How to Avoid Overeating on the Holidays
Thanksgiving, Hanukkah, Christmas, New Year's Eve, Fourth of July, Easter, and more.... Feasting on these holidays and other grand-occasion get-togethers can derail you off the weight-management healthy train.
So what to do? Here's a couple pieces of advice that's counter-inuitive to the conventional theory that it's important not to overeat on the holidays. On the contrary! Eat, eat and eat some more on feast days.
The first dietary theory for holidays is to eat a lot. A lot of veggies, that is.
- Every holiday celebration involves veggies, whether it's asparagus on Thanksgiving, or baked carrots for Easter and Christmas. Stuff your face until you're about 50% full on veggies.
Add some natural fat to the veggies such as olive oil or little dabs of butter to help you feel more full. Then, have a little piece of meat or fish and a tiny piece of dessert. If you're hungry an hour or two later, eat some more veggies or protein to satisfy your hunger.
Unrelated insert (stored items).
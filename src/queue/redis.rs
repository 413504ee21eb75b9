//! Redis-backed queue store

use async_trait::async_trait;
use deadpool_redis::{Config as PoolConfig, Connection, Pool, Runtime};
use std::time::Duration;

use super::{QueueClient, QueueError, QueueResult};

/// Queue client on top of a Redis connection pool
///
/// Blocking commands hold their pooled connection for the whole wait, so the
/// pool must be larger than the number of concurrent blocking callers.
#[derive(Clone)]
pub struct RedisQueue {
    pool: Pool,
}

impl RedisQueue {
    /// Connect and verify the store answers PING
    pub async fn connect(url: &str, pool_size: usize) -> QueueResult<Self> {
        let pool = PoolConfig::from_url(url)
            .builder()
            .map_err(|e| QueueError::Unavailable(format!("pool builder: {e}")))?
            .max_size(pool_size)
            .runtime(Runtime::Tokio1)
            .build()
            .map_err(|e| QueueError::Unavailable(format!("pool build: {e}")))?;

        let mut conn = pool.get().await?;
        let _: String = redis::cmd("PING").query_async(&mut *conn).await?;

        tracing::info!(url = %url, pool_size, "Connected to queue store");

        Ok(Self { pool })
    }

    async fn conn(&self) -> QueueResult<Connection> {
        Ok(self.pool.get().await?)
    }
}

fn timeout_secs(timeout: Duration) -> f64 {
    // Zero would block forever
    timeout.as_secs_f64().max(0.01)
}

#[async_trait]
impl QueueClient for RedisQueue {
    async fn blocking_move(
        &self,
        src: &str,
        dst: &str,
        timeout: Duration,
    ) -> QueueResult<Option<String>> {
        let mut conn = self.conn().await?;
        let value: Option<String> = redis::cmd("BLMOVE")
            .arg(src)
            .arg(dst)
            .arg("LEFT")
            .arg("RIGHT")
            .arg(timeout_secs(timeout))
            .query_async(&mut *conn)
            .await?;
        Ok(value)
    }

    async fn blocking_pop(&self, queue: &str, timeout: Duration) -> QueueResult<Option<String>> {
        let mut conn = self.conn().await?;
        let popped: Option<(String, String)> = redis::cmd("BLPOP")
            .arg(queue)
            .arg(timeout_secs(timeout))
            .query_async(&mut *conn)
            .await?;
        Ok(popped.map(|(_, value)| value))
    }

    async fn push_back(&self, queue: &str, value: &str) -> QueueResult<()> {
        let mut conn = self.conn().await?;
        let _: i64 = redis::cmd("RPUSH")
            .arg(queue)
            .arg(value)
            .query_async(&mut *conn)
            .await?;
        Ok(())
    }

    async fn push_front(&self, queue: &str, value: &str) -> QueueResult<()> {
        let mut conn = self.conn().await?;
        let _: i64 = redis::cmd("LPUSH")
            .arg(queue)
            .arg(value)
            .query_async(&mut *conn)
            .await?;
        Ok(())
    }

    async fn remove(&self, queue: &str, value: &str) -> QueueResult<bool> {
        let mut conn = self.conn().await?;
        let removed: i64 = redis::cmd("LREM")
            .arg(queue)
            .arg(1)
            .arg(value)
            .query_async(&mut *conn)
            .await?;
        Ok(removed > 0)
    }

    async fn range_all(&self, queue: &str) -> QueueResult<Vec<String>> {
        let mut conn = self.conn().await?;
        let values: Vec<String> = redis::cmd("LRANGE")
            .arg(queue)
            .arg(0)
            .arg(-1)
            .query_async(&mut *conn)
            .await?;
        Ok(values)
    }

    async fn len(&self, queue: &str) -> QueueResult<usize> {
        let mut conn = self.conn().await?;
        let len: usize = redis::cmd("LLEN")
            .arg(queue)
            .query_async(&mut *conn)
            .await?;
        Ok(len)
    }

    async fn contains(&self, queue: &str, value: &str) -> QueueResult<bool> {
        let mut conn = self.conn().await?;
        let position: Option<i64> = redis::cmd("LPOS")
            .arg(queue)
            .arg(value)
            .query_async(&mut *conn)
            .await?;
        Ok(position.is_some())
    }

    async fn set_if_absent(&self, key: &str, value: &str, ttl: Duration) -> QueueResult<bool> {
        let mut conn = self.conn().await?;
        let reply: Option<String> = redis::cmd("SET")
            .arg(key)
            .arg(value)
            .arg("NX")
            .arg("PX")
            .arg(ttl.as_millis().max(1) as u64)
            .query_async(&mut *conn)
            .await?;
        Ok(reply.is_some())
    }

    async fn delete_key(&self, key: &str) -> QueueResult<bool> {
        let mut conn = self.conn().await?;
        let removed: i64 = redis::cmd("DEL").arg(key).query_async(&mut *conn).await?;
        Ok(removed > 0)
    }

    async fn schedule(&self, set: &str, value: &str, score: i64) -> QueueResult<()> {
        let mut conn = self.conn().await?;
        let _: i64 = redis::cmd("ZADD")
            .arg(set)
            .arg(score)
            .arg(value)
            .query_async(&mut *conn)
            .await?;
        Ok(())
    }

    async fn pop_due(&self, set: &str, max_score: i64, limit: usize) -> QueueResult<Vec<String>> {
        let mut conn = self.conn().await?;
        let candidates: Vec<String> = redis::cmd("ZRANGEBYSCORE")
            .arg(set)
            .arg("-inf")
            .arg(max_score)
            .arg("LIMIT")
            .arg(0)
            .arg(limit)
            .query_async(&mut *conn)
            .await?;

        let mut popped = Vec::with_capacity(candidates.len());
        for member in candidates {
            // Another promoter may have taken it between the range and the removal
            let removed: i64 = redis::cmd("ZREM")
                .arg(set)
                .arg(&member)
                .query_async(&mut *conn)
                .await?;
            if removed > 0 {
                popped.push(member);
            }
        }
        Ok(popped)
    }
}

#[cfg(test)]
mod tests {
    use super::*;

    #[test]
    fn test_timeout_secs_never_zero() {
        assert!(timeout_secs(Duration::ZERO) > 0.0);
        assert_eq!(timeout_secs(Duration::from_millis(1500)), 1.5);
    }

    #[tokio::test]
    #[ignore = "Requires running Redis"]
    async fn test_move_and_remove() {
        let queue = RedisQueue::connect("redis://localhost:6379", 4).await.unwrap();
        let src = format!("taskgrid-test:{}:src", uuid::Uuid::new_v4());
        let dst = format!("taskgrid-test:{}:dst", uuid::Uuid::new_v4());

        queue.push_back(&src, "a").await.unwrap();
        let moved = queue
            .blocking_move(&src, &dst, Duration::from_secs(1))
            .await
            .unwrap();
        assert_eq!(moved.as_deref(), Some("a"));
        assert!(queue.contains(&dst, "a").await.unwrap());
        assert!(queue.remove(&dst, "a").await.unwrap());
        assert_eq!(queue.len(&dst).await.unwrap(), 0);
    }
}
- It's very important not to eat more dessert. Just eat enough dessert to satisfy your sweet tooth but not enough where you're nullifying the healthy effects of eating lots of veggies.
Another theory to holiday eating is to let yourself eat anything you want. If you do want to eat second or third portions of dessert, go for it, as long as you have the discipline to let this be the only day in a very, very long time that you'll binge.
A better strategy, though, for eating lots of dessert is to swap high-calorie desserts for Miracle Noodle desserts using Miracle Rice instead of regular rice pudding, for example.
But if you do decide to binge on whatever you want, make sure that in the next week or so, you practice what's called intermittent fasting, which involves taking one or two days during the week and restricting your caloric intake.
So if on a major feast day you eat upwards of 3,000 calories, in your best estimation, have your "fast day" be limited to about 1,000 calories. With some holidays like
Thanksgiving, you're going to want to indulge in Turkey, stuffing and mashed potatoes, and that's ok, if and only if you don't continue to eat that way throughout the remaining 4-6 weeks of the holiday season in early winter.
You can always introduce family and friends to healthy, low-carb alternative dishes such as pasta salads with Miracle Noodles. Better yet don't even tell them they're about to eat a zero-net-calorie noodle. Wait until after everyone's done telling you how delicious their meal was to break the news.
- The most important thing to remember is that you don't have to be a slave to the holidays. You have the freedom to not overindulge. The holidays don't have to be a near-certain sentence of weight gain and sloth during the holidays.